- Opening Delimiter -

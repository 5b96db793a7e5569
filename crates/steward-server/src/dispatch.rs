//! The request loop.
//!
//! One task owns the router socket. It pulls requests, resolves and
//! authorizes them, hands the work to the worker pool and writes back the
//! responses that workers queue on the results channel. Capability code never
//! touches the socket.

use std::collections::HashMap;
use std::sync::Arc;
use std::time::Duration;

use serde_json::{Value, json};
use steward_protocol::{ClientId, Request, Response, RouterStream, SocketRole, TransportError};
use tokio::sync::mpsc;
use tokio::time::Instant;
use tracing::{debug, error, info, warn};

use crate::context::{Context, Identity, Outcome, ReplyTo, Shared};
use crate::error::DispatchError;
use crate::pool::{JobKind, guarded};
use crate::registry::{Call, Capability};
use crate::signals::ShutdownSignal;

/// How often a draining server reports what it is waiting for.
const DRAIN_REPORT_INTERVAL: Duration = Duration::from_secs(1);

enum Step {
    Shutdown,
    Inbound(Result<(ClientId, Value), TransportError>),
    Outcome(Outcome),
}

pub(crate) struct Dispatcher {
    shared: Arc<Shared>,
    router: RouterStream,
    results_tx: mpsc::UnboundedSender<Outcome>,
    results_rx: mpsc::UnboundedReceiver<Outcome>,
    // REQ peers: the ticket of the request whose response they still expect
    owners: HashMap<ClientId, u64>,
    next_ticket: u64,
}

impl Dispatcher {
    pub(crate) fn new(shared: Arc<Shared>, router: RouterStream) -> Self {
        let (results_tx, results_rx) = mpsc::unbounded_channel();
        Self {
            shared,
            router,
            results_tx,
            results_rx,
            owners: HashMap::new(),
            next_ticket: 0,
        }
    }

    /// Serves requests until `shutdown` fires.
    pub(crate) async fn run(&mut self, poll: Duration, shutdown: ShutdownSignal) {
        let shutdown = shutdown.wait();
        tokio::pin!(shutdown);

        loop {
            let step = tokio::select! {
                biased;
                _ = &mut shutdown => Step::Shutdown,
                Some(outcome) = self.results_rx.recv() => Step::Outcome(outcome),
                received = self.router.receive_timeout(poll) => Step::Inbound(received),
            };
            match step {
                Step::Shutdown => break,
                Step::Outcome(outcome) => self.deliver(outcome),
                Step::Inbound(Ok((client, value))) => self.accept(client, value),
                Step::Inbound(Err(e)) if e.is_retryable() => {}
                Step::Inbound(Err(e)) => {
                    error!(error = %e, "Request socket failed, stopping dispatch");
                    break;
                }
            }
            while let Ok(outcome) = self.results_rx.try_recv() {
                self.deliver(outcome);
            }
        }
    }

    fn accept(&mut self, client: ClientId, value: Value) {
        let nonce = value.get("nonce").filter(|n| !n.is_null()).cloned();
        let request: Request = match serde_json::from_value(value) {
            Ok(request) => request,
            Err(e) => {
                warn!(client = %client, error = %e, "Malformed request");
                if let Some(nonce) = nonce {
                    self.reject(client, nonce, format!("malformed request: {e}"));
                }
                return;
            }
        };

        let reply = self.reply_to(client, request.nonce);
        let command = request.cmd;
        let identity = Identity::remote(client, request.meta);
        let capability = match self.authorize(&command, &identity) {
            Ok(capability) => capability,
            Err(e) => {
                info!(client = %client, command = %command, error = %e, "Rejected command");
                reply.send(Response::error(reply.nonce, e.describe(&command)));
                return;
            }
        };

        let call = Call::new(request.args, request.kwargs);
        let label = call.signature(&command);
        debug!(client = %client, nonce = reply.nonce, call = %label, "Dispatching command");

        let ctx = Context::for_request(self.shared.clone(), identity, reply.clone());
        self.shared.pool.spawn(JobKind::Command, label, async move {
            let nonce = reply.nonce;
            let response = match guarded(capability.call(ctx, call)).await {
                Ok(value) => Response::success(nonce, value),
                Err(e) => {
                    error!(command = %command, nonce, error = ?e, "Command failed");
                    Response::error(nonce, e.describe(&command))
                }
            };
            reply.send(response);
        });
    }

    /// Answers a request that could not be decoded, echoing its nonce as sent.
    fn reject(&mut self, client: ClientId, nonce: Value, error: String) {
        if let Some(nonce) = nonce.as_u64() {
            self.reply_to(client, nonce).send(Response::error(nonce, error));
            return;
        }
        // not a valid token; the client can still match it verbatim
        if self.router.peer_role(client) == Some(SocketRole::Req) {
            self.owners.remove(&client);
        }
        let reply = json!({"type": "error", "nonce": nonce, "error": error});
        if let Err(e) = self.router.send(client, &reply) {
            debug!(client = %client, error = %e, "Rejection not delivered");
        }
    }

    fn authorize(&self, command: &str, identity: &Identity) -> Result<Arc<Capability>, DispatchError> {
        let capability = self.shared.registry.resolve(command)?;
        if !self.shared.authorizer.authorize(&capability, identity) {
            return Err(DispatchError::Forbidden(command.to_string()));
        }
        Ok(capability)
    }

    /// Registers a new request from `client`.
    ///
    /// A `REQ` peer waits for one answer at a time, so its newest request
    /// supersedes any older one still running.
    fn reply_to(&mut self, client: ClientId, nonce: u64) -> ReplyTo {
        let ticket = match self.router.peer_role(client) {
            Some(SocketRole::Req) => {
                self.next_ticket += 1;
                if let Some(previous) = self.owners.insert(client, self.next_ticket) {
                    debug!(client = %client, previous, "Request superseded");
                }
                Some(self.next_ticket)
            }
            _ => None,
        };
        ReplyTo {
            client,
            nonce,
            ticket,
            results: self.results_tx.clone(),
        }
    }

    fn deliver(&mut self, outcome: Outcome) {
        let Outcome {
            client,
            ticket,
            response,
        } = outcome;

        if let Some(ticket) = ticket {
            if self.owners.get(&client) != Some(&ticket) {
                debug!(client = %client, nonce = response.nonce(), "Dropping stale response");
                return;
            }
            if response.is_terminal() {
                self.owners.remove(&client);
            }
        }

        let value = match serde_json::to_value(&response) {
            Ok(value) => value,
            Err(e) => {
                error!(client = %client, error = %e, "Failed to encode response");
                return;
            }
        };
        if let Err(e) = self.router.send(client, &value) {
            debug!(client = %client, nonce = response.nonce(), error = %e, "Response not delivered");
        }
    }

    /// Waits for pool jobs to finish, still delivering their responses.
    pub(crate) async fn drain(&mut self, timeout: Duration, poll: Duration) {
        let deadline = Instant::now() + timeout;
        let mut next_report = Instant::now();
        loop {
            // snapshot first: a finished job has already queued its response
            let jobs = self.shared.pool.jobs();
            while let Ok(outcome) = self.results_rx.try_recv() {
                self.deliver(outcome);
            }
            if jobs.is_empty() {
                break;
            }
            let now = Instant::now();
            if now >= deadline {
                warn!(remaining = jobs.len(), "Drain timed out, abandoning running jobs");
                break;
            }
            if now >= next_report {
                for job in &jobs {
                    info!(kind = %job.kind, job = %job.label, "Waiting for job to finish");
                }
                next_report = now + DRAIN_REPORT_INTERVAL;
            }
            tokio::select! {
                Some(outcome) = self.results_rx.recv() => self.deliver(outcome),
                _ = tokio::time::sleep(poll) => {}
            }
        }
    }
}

- Closing Delimiter -
- Opening Delimiter -

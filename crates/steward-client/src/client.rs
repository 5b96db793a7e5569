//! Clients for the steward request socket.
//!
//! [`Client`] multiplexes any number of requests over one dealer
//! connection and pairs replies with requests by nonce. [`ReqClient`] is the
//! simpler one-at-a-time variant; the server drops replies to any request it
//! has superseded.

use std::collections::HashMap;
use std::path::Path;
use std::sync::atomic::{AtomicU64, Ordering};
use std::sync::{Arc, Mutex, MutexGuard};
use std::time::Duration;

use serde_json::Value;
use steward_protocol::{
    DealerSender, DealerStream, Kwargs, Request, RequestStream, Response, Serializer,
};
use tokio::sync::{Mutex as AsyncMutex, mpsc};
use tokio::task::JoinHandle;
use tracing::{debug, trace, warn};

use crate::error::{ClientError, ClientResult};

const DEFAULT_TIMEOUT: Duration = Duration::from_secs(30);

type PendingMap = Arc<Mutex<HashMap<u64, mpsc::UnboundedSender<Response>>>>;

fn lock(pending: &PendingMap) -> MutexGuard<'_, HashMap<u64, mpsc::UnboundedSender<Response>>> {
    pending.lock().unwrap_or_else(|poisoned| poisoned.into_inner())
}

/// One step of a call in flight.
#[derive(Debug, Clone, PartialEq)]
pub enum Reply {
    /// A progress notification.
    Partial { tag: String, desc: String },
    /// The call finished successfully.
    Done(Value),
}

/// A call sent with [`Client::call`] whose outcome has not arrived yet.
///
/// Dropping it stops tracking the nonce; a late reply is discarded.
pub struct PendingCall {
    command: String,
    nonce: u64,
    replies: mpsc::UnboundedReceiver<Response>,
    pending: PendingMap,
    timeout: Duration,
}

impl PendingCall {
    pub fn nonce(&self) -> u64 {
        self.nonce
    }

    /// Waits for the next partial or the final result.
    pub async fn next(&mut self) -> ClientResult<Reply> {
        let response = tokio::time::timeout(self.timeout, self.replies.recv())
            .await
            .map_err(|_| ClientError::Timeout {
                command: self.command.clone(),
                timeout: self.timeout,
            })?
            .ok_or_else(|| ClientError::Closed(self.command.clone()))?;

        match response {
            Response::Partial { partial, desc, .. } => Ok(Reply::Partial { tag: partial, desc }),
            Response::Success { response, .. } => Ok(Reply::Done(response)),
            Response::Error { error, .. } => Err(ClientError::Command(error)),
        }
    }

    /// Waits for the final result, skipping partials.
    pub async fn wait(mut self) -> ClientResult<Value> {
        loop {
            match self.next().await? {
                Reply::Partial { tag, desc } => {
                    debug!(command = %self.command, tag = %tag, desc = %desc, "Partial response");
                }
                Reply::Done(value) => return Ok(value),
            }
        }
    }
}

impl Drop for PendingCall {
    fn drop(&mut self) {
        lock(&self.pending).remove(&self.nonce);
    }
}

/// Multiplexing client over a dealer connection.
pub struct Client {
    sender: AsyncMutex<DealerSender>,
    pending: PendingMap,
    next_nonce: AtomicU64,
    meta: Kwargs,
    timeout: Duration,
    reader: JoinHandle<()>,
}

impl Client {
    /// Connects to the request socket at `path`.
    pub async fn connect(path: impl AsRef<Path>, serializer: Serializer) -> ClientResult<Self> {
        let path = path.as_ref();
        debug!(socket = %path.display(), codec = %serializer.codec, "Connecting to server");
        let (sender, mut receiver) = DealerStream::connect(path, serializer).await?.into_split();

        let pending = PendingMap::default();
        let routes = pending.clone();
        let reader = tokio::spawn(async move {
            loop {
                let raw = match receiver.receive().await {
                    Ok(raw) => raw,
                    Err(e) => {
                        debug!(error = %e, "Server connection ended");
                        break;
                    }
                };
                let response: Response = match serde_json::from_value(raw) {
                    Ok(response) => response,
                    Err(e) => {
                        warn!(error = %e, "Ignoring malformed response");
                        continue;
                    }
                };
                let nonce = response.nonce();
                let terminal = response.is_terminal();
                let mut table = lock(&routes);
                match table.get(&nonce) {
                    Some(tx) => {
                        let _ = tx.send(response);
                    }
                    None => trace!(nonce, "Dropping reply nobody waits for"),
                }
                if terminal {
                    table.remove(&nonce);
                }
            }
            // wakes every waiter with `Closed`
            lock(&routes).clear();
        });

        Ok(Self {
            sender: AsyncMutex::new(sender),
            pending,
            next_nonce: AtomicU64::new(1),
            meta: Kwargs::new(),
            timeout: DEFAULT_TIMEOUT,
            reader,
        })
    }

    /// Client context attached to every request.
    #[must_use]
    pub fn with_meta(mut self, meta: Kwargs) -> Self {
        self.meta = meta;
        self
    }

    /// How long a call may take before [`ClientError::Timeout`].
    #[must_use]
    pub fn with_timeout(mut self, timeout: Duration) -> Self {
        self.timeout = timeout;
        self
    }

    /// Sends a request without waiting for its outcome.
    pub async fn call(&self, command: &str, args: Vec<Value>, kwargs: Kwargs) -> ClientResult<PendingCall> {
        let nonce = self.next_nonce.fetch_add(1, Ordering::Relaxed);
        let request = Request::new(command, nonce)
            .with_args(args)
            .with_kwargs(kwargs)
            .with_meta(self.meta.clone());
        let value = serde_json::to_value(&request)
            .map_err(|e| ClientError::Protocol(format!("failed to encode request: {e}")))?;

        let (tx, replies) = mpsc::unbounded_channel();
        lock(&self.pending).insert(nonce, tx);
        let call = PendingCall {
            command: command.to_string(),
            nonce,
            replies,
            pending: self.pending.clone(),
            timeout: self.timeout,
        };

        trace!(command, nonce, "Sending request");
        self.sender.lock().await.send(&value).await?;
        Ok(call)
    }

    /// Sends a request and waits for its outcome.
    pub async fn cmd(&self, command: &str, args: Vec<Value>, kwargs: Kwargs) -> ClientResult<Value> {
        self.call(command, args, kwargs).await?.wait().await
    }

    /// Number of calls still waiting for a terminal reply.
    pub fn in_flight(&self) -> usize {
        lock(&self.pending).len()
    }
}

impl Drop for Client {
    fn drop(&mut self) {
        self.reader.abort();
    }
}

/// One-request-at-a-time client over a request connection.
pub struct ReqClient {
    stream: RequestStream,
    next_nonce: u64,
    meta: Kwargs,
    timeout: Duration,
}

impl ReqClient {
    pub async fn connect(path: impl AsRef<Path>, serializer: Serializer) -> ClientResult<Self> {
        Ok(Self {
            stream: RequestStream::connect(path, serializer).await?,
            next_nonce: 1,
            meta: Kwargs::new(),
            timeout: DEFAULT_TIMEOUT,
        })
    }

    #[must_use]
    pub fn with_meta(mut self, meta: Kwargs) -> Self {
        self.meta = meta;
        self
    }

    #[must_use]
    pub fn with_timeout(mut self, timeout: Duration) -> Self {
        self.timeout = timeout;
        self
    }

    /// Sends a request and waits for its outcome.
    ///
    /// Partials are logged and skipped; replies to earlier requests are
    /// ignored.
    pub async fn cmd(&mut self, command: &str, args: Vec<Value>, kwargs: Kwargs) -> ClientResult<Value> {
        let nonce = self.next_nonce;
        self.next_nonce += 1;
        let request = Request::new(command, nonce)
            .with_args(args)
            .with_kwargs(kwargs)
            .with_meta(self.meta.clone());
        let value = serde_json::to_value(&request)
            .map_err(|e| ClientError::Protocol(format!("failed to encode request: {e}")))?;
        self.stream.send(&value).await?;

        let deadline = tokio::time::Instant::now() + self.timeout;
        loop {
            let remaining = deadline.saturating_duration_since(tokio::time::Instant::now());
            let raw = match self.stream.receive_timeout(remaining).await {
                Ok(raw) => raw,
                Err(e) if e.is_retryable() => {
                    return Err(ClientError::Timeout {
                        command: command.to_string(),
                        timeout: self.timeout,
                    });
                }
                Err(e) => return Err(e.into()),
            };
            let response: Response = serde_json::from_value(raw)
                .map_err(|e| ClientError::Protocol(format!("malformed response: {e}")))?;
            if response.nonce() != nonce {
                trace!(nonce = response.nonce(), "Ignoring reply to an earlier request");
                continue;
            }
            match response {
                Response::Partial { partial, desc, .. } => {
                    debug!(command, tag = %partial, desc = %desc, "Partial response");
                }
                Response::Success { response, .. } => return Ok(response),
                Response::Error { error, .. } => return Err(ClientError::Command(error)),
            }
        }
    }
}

- Closing Delimiter -

■ Assignment
From the entries, work out how many lines include the word "remove", answering with the number only.

■ Your response
4